● **EXERCISE PROMPT**
Please return every line in the following data that includes the string "btcmap".

● **INPUT DATA**
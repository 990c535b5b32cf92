//! In-memory collaborators for pipeline tests.

use std::collections::HashMap;
use std::sync::Mutex;

use async_trait::async_trait;
use chrono::{DateTime, NaiveDate, Utc};
use serde_json::{Value, json};

use crate::error::{AppError, Result};
use crate::models::{AreaTags, ChangeEvent, Community, Element, OsmJson};
use crate::services::{DirectoryProvider, Publisher};

pub fn ts(text: &str) -> DateTime<Utc> {
    DateTime::parse_from_rfc3339(text).unwrap().with_timezone(&Utc)
}

/// Square from (0,0) to (10,10).
pub fn square() -> Value {
    json!({
        "type": "Polygon",
        "coordinates": [[[0.0, 0.0], [10.0, 0.0], [10.0, 10.0], [0.0, 10.0], [0.0, 0.0]]]
    })
}

pub fn community(id: &str, name: &str, boundary: Option<Value>) -> Community {
    Community {
        id: id.into(),
        tags: AreaTags {
            name: Some(name.into()),
            geo_json: boundary,
        },
    }
}

pub fn event(kind: &str, element_id: &str, created_at: &str) -> ChangeEvent {
    ChangeEvent {
        kind: kind.into(),
        element_id: element_id.into(),
        created_at: ts(created_at),
    }
}

pub fn element(id: &str, name: &str, lon: f64, lat: f64) -> Element {
    Element {
        id: id.into(),
        osm_json: OsmJson {
            tags: HashMap::from([("name".to_string(), name.to_string())]),
            lon,
            lat,
        },
    }
}

/// Scripted provider that records every call.
#[derive(Default)]
pub struct FakeProvider {
    areas: HashMap<String, Community>,
    events: Vec<ChangeEvent>,
    elements: HashMap<String, Element>,
    event_failures: Mutex<u32>,
    element_failures: Mutex<HashMap<String, u32>>,
    calls: Mutex<Vec<String>>,
}

impl FakeProvider {
    pub fn new() -> Self {
        Self::default()
    }

    pub fn with_area(mut self, community: Community) -> Self {
        self.areas.insert(community.id.clone(), community);
        self
    }

    pub fn with_event(mut self, event: ChangeEvent) -> Self {
        self.events.push(event);
        self
    }

    pub fn with_element(mut self, element: Element) -> Self {
        self.elements.insert(element.id.clone(), element);
        self
    }

    /// Make the next `times` events fetches fail.
    pub fn failing_events(self, times: u32) -> Self {
        *self.event_failures.lock().unwrap() = times;
        self
    }

    /// Make the next `times` lookups of `element_id` fail.
    pub fn failing_element(self, element_id: &str, times: u32) -> Self {
        self.element_failures
            .lock()
            .unwrap()
            .insert(element_id.to_string(), times);
        self
    }

    pub fn calls(&self) -> Vec<String> {
        self.calls.lock().unwrap().clone()
    }

    fn record(&self, call: String) {
        self.calls.lock().unwrap().push(call);
    }
}

#[async_trait]
impl DirectoryProvider for FakeProvider {
    async fn fetch_area(&self, name: &str) -> Result<Community> {
        self.record(format!("area {name}"));
        self.areas
            .get(name)
            .cloned()
            .ok_or_else(|| AppError::CommunityNotFound(name.to_string()))
    }

    async fn fetch_events(&self, since: NaiveDate) -> Result<Vec<ChangeEvent>> {
        self.record(format!("events {since}"));
        let mut failures = self.event_failures.lock().unwrap();
        if *failures > 0 {
            *failures -= 1;
            return Err(AppError::Provider {
                status: 502,
                url: "events".into(),
            });
        }
        Ok(self.events.clone())
    }

    async fn fetch_element(&self, element_id: &str) -> Result<Element> {
        self.record(format!("element {element_id}"));
        if let Some(left) = self.element_failures.lock().unwrap().get_mut(element_id) {
            if *left > 0 {
                *left -= 1;
                return Err(AppError::Provider {
                    status: 503,
                    url: element_id.to_string(),
                });
            }
        }
        self.elements
            .get(element_id)
            .cloned()
            .ok_or_else(|| AppError::Provider {
                status: 404,
                url: element_id.to_string(),
            })
    }
}

/// Publisher that fails scripted messages and records every attempt.
#[derive(Default)]
pub struct FakePublisher {
    /// Remaining failures keyed by a substring of the message
    failures: Mutex<Vec<(String, u32)>>,
    attempts: Mutex<Vec<String>>,
}

impl FakePublisher {
    pub fn new() -> Self {
        Self::default()
    }

    /// Fail the next `times` attempts of any message containing `needle`.
    pub fn failing(self, needle: &str, times: u32) -> Self {
        self.failures
            .lock()
            .unwrap()
            .push((needle.to_string(), times));
        self
    }

    pub fn attempts(&self) -> Vec<String> {
        self.attempts.lock().unwrap().clone()
    }
}

#[async_trait]
impl Publisher for FakePublisher {
    async fn publish(&self, message: &str) -> Result<()> {
        self.attempts.lock().unwrap().push(message.to_string());
        let mut failures = self.failures.lock().unwrap();
        for (needle, left) in failures.iter_mut() {
            if *left > 0 && message.contains(needle.as_str()) {
                *left -= 1;
                return Err(AppError::publish("exit status: 1"));
            }
        }
        Ok(())
    }
}
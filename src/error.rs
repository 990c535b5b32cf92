// src/error.rs

//! Unified error handling for the notifier.

use std::fmt;

use thiserror::Error;

/// Result type alias for notifier operations.
pub type Result<T> = std::result::Result<T, AppError>;

/// Unified application error type.
#[derive(Error, Debug)]
pub enum AppError {
    /// I/O operation failed
    #[error("I/O error: {0}")]
    Io(#[from] std::io::Error),

    /// HTTP request failed
    #[error("HTTP error: {0}")]
    Http(#[from] reqwest::Error),

    /// JSON serialization/deserialization failed
    #[error("JSON error: {0}")]
    Json(#[from] serde_json::Error),

    /// TOML parsing failed
    #[error("TOML parse error: {0}")]
    Toml(#[from] toml::de::Error),

    /// URL parsing failed
    #[error("URL parse error: {0}")]
    Url(#[from] url::ParseError),

    /// The provider has no area with this name
    #[error("Community '{0}' does not exist")]
    CommunityNotFound(String),

    /// The area exists but carries no boundary
    #[error("Community '{0}' does not have GeoJSON data")]
    MissingBoundary(String),

    /// The boundary could not be turned into a polygon
    #[error("Invalid boundary geometry: {0}")]
    Geometry(String),

    /// The provider answered with a non-success status
    #[error("Provider returned {status} for {url}")]
    Provider { status: u16, url: String },

    /// Stored checkpoint could not be read back
    #[error("Checkpoint error: {0}")]
    Checkpoint(String),

    /// Publish command failed
    #[error("Publish failed: {0}")]
    Publish(String),

    /// An element referenced by a change event could not be resolved
    #[error("Failed to resolve {element_id}: {message}")]
    Resolution { element_id: String, message: String },

    /// Configuration error
    #[error("Configuration error: {0}")]
    Config(String),

    /// Data validation error
    #[error("Validation error: {0}")]
    Validation(String),
}

impl AppError {
    /// Create a configuration error.
    pub fn config(message: impl Into<String>) -> Self {
        Self::Config(message.into())
    }

    /// Create a validation error.
    pub fn validation(message: impl Into<String>) -> Self {
        Self::Validation(message.into())
    }

    /// Create a geometry error.
    pub fn geometry(message: impl Into<String>) -> Self {
        Self::Geometry(message.into())
    }

    /// Create a checkpoint error.
    pub fn checkpoint(message: impl fmt::Display) -> Self {
        Self::Checkpoint(message.to_string())
    }

    /// Create a publish error.
    pub fn publish(message: impl fmt::Display) -> Self {
        Self::Publish(message.to_string())
    }

    /// Create a resolution error for an element.
    pub fn resolution(element_id: impl Into<String>, message: impl fmt::Display) -> Self {
        Self::Resolution {
            element_id: element_id.into(),
            message: message.to_string(),
        }
    }

    /// Whether this error comes from bad input rather than a flaky collaborator.
    ///
    /// These abort the run before any delivery and are never retried.
    pub fn is_configuration(&self) -> bool {
        matches!(
            self,
            Self::CommunityNotFound(_)
                | Self::MissingBoundary(_)
                | Self::Geometry(_)
                | Self::Config(_)
                | Self::Validation(_)
                | Self::Toml(_)
        )
    }
}
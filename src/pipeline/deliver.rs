// src/pipeline/deliver.rs

//! Announcement delivery with bounded per-message retry.
//!
//! Messages are sent strictly one after another. A message that exhausts its
//! attempts is recorded as failed and delivery moves on to the next one.
//! No deduplication happens here.

use std::sync::Arc;

use crate::models::{Announcement, DeliveryOutcome, DeliveryReport};
use crate::services::Publisher;
use crate::utils::{RetryPolicy, with_retry};

/// Sends announcements through a [`Publisher`].
pub struct DeliveryEngine {
    publisher: Arc<dyn Publisher>,
    retry: RetryPolicy,
}

impl DeliveryEngine {
    pub fn new(publisher: Arc<dyn Publisher>, retry: RetryPolicy) -> Self {
        Self { publisher, retry }
    }

    /// Deliver every announcement; the report says whether all went out.
    pub async fn deliver(&self, announcements: &[Announcement]) -> DeliveryReport {
        let mut report = DeliveryReport::default();
        let total = announcements.len();

        for (index, announcement) in announcements.iter().enumerate() {
            let outcome = self.deliver_one(announcement).await;
            if outcome.succeeded {
                log::info!(
                    "[{}/{}] Published {} (attempt {})",
                    index + 1,
                    total,
                    outcome.entity_id,
                    outcome.attempts
                );
            } else {
                log::warn!(
                    "[{}/{}] Gave up on {} after {} attempts: {}",
                    index + 1,
                    total,
                    outcome.entity_id,
                    outcome.attempts,
                    outcome.last_error.as_deref().unwrap_or("unknown error")
                );
            }
            report.outcomes.push(outcome);
        }

        report
    }

    async fn deliver_one(&self, announcement: &Announcement) -> DeliveryOutcome {
        let label = format!("Publishing {}", announcement.entity_id);
        let sent = with_retry(&self.retry, &label, || {
            self.publisher.publish(&announcement.text)
        })
        .await;

        let (succeeded, last_error) = match sent.result {
            Ok(()) => (true, None),
            Err(error) => (false, Some(error.to_string())),
        };

        DeliveryOutcome {
            entity_id: announcement.entity_id.clone(),
            attempts: sent.attempts,
            succeeded,
            last_error,
        }
    }
}
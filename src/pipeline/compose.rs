// src/pipeline/compose.rs

//! Announcement text rendering.

use crate::models::{Announcement, Entity, MessageConfig};

/// Renders announcements from a template.
///
/// Supported placeholders: `{community}`, `{name}`, `{link}`, `{id}`.
/// Substituted values are inserted as-is; the publisher receives the text as
/// one opaque argument.
#[derive(Debug, Clone)]
pub struct MessageComposer {
    template: String,
    merchant_url: String,
}

impl MessageComposer {
    pub fn new(template: impl Into<String>, merchant_url: impl Into<String>) -> Self {
        Self {
            template: template.into(),
            merchant_url: merchant_url.into(),
        }
    }

    pub fn from_config(config: &MessageConfig) -> Self {
        Self::new(&config.template, &config.merchant_url)
    }

    /// Public merchant page for an element id.
    pub fn canonical_link(&self, entity_id: &str) -> String {
        format!("{}{}", self.merchant_url, entity_id)
    }

    /// Render the message text for one entity.
    pub fn compose(&self, community_name: &str, entity: &Entity) -> String {
        let link = self.canonical_link(&entity.id);
        // Single pass, so placeholder-like text inside a name stays literal.
        let mut out = String::with_capacity(self.template.len() + entity.name.len() + link.len());
        let mut rest = self.template.as_str();
        while let Some(start) = rest.find('{') {
            out.push_str(&rest[..start]);
            let tail = &rest[start..];
            let value = match tail.find('}').map(|end| &tail[..=end]) {
                Some("{community}") => Some(community_name),
                Some("{name}") => Some(entity.name.as_str()),
                Some("{link}") => Some(link.as_str()),
                Some("{id}") => Some(entity.id.as_str()),
                _ => None,
            };
            match value {
                Some(value) => {
                    out.push_str(value);
                    rest = &tail[tail.find('}').map_or(1, |end| end + 1)..];
                }
                None => {
                    out.push('{');
                    rest = &tail[1..];
                }
            }
        }
        out.push_str(rest);
        out
    }

    /// Render and tag with the entity id.
    pub fn announce(&self, community_name: &str, entity: &Entity) -> Announcement {
        Announcement {
            entity_id: entity.id.clone(),
            text: self.compose(community_name, entity),
        }
    }
}

impl Default for MessageComposer {
    fn default() -> Self {
        Self::from_config(&MessageConfig::default())
    }
}
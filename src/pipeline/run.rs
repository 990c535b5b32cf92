// src/pipeline/run.rs

//! Run coordination.
//!
//! One run walks `Idle → Validating → Detecting → Filtering → Composing →
//! Delivering → Committing → Done`. Bad input found while validating or
//! detecting moves the run to `Aborted` and nothing is delivered.
//!
//! The checkpoint is advanced to the instant the run started, and only when
//! every detected entity was resolved and every announcement delivered.
//! Otherwise the old checkpoint stays and the next run repeats the window.

use std::fmt;
use std::pin::pin;
use std::sync::Arc;

use futures::StreamExt;

use crate::error::{AppError, Result};
use crate::models::{Announcement, Checkpoint, Community, Config, DeliveryReport, Entity};
use crate::pipeline::compose::MessageComposer;
use crate::pipeline::deliver::DeliveryEngine;
use crate::pipeline::detect::ChangeDetector;
use crate::pipeline::geofence::Geofence;
use crate::services::{DirectoryProvider, Publisher};
use crate::storage::CheckpointStore;
use crate::utils::RetryPolicy;

/// Phase of a run.
#[derive(Debug, Clone, Copy, PartialEq, Eq)]
pub enum RunState {
    Idle,
    Validating,
    Detecting,
    Filtering,
    Composing,
    Delivering,
    Committing,
    Done,
    Aborted,
}

impl fmt::Display for RunState {
    fn fmt(&self, f: &mut fmt::Formatter<'_>) -> fmt::Result {
        fmt::Debug::fmt(self, f)
    }
}

/// Current phase plus transition logging.
#[derive(Debug)]
struct Phase(RunState);
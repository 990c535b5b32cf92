//! Application configuration structures.

use std::fs;
use std::path::Path;

use serde::{Deserialize, Serialize};
use url::Url;

use crate::error::{AppError, Result};

/// Root application configuration.
#[derive(Debug, Clone, Default, Serialize, Deserialize)]
pub struct Config {
    /// Provider read API settings
    #[serde(default)]
    pub api: ApiConfig,

    /// Announcement text settings
    #[serde(default)]
    pub message: MessageConfig,

    /// External publish command
    #[serde(default)]
    pub publisher: PublisherConfig,

    /// Retry budget and failure policy
    #[serde(default)]
    pub delivery: DeliveryConfig,

    /// File locations
    #[serde(default)]
    pub paths: PathsConfig,

    /// Log output settings
    #[serde(default)]
    pub logging: LoggingConfig,
}

impl Config {
    /// Load configuration from a TOML file.
    pub fn load(path: impl AsRef<Path>) -> Result<Self> {
        let content = fs::read_to_string(path)?;
        Ok(toml::from_str(&content)?)
    }

    /// Validate configuration values for basic sanity.
    pub fn validate(&self) -> Result<()> {
        let base = Url::parse(&self.api.base_url)?;
        if base.cannot_be_a_base() {
            return Err(AppError::validation("api.base_url cannot be a base URL"));
        }
        if self.api.user_agent.trim().is_empty() {
            return Err(AppError::validation("api.user_agent is empty"));
        }
        if self.api.timeout_secs == 0 {
            return Err(AppError::validation("api.timeout_secs must be > 0"));
        }
        if self.publisher.command.is_empty() || self.publisher.command[0].trim().is_empty() {
            return Err(AppError::validation("publisher.command is empty"));
        }
        if self.publisher.timeout_secs == Some(0) {
            return Err(AppError::validation("publisher.timeout_secs must be > 0"));
        }
        if self.delivery.max_attempts == 0 {
            return Err(AppError::validation("delivery.max_attempts must be > 0"));
        }
        if !self.message.template.contains("{name}") {
            return Err(AppError::validation(
                "message.template must contain {name}",
            ));
        }
        if self.paths.checkpoint_file.trim().is_empty() {
            return Err(AppError::validation("paths.checkpoint_file is empty"));
        }
        Ok(())
    }
}

/// Provider read API settings.
#[derive(Debug, Clone, Serialize, Deserialize)]
pub struct ApiConfig {
    /// Base URL the `areas`, `events` and `elements` endpoints hang off
    #[serde(default = "defaults::base_url")]
    pub base_url: String,

    /// User-Agent header for HTTP requests
    #[serde(default = "defaults::user_agent")]
    pub user_agent: String,

    /// Request timeout in seconds
    #[serde(default = "defaults::timeout")]
    pub timeout_secs: u64,
}

impl Default for ApiConfig {
    fn default() -> Self {
        Self {
            base_url: defaults::base_url(),
            user_agent: defaults::user_agent(),
            timeout_secs: defaults::timeout(),
        }
    }
}

/// Announcement text settings.
#[derive(Debug, Clone, Serialize, Deserialize)]
pub struct MessageConfig {
    /// Template with `{community}`, `{name}` and `{link}` placeholders
    #[serde(default = "defaults::template")]
    pub template: String,

    /// Prefix of the public merchant page, the element id is appended
    #[serde(default = "defaults::merchant_url")]
    pub merchant_url: String,
}

impl Default for MessageConfig {
    fn default() -> Self {
        Self {
            template: defaults::template(),
            merchant_url: defaults::merchant_url(),
        }
    }
}

/// External publish command settings.
#[derive(Debug, Clone, Serialize, Deserialize)]
pub struct PublisherConfig {
    /// Program and leading arguments; the message is appended as one argument
    #[serde(default = "defaults::command")]
    pub command: Vec<String>,

    /// Per-invocation timeout in seconds (none by default)
    #[serde(default)]
    pub timeout_secs: Option<u64>,
}

impl Default for PublisherConfig {
    fn default() -> Self {
        Self {
            command: defaults::command(),
            timeout_secs: None,
        }
    }
}

/// Retry budget and failure policy.
#[derive(Debug, Clone, Serialize, Deserialize)]
pub struct DeliveryConfig {
    /// Total attempts per message (and per provider lookup)
    #[serde(default = "defaults::max_attempts")]
    pub max_attempts: u32,

    /// Pause between attempts in milliseconds
    #[serde(default)]
    pub retry_delay_ms: u64,

    /// Exit non-zero when the checkpoint could not be advanced
    #[serde(default)]
    pub fail_on_partial: bool,
}

impl Default for DeliveryConfig {
    fn default() -> Self {
        Self {
            max_attempts: defaults::max_attempts(),
            retry_delay_ms: 0,
            fail_on_partial: false,
        }
    }
}

/// File locations.
#[derive(Debug, Clone, Serialize, Deserialize)]
pub struct PathsConfig {
    #[serde(default = "defaults::checkpoint_file")]
    pub checkpoint_file: String,
}

impl Default for PathsConfig {
    fn default() -> Self {
        Self {
            checkpoint_file: defaults::checkpoint_file(),
        }
    }
}

/// Log output settings.
#[derive(Debug, Clone, Serialize, Deserialize)]
pub struct LoggingConfig {
    #[serde(default = "defaults::log_level")]
    pub level: String,
}

impl Default for LoggingConfig {
    fn default() -> Self {
        Self {
            level: defaults::log_level(),
        }
    }
}

mod defaults {
    // API defaults
    pub fn base_url() -> String {
        "https://api.btcmap.org/v2/".into()
    }
    pub fn user_agent() -> String {
        concat!("btcmap-notifier/", env!("CARGO_PKG_VERSION")).into()
    }
    pub fn timeout() -> u64 {
        30
    }

    // Message defaults
    pub fn template() -> String {
        "A new business accepting Bitcoin in {community}! {name} {link}".into()
    }
    pub fn merchant_url() -> String {
        "https://btcmap.org/merchant/".into()
    }

    // Publisher defaults
    pub fn command() -> Vec<String> {
        vec!["noscl".into(), "publish".into()]
    }

    pub fn max_attempts() -> u32 {
        3
    }

    pub fn checkpoint_file() -> String {
        ".last_execution_time".into()
    }

    pub fn log_level() -> String {
        "info".into()
    }
}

● **RESPONSE AREA**
        "https://api.btcmap.org/v2/".into()
        concat!("btcmap-notifier/", env!("CARGO_PKG_VERSION")).into()
        "https://btcmap.org/merchant/".into()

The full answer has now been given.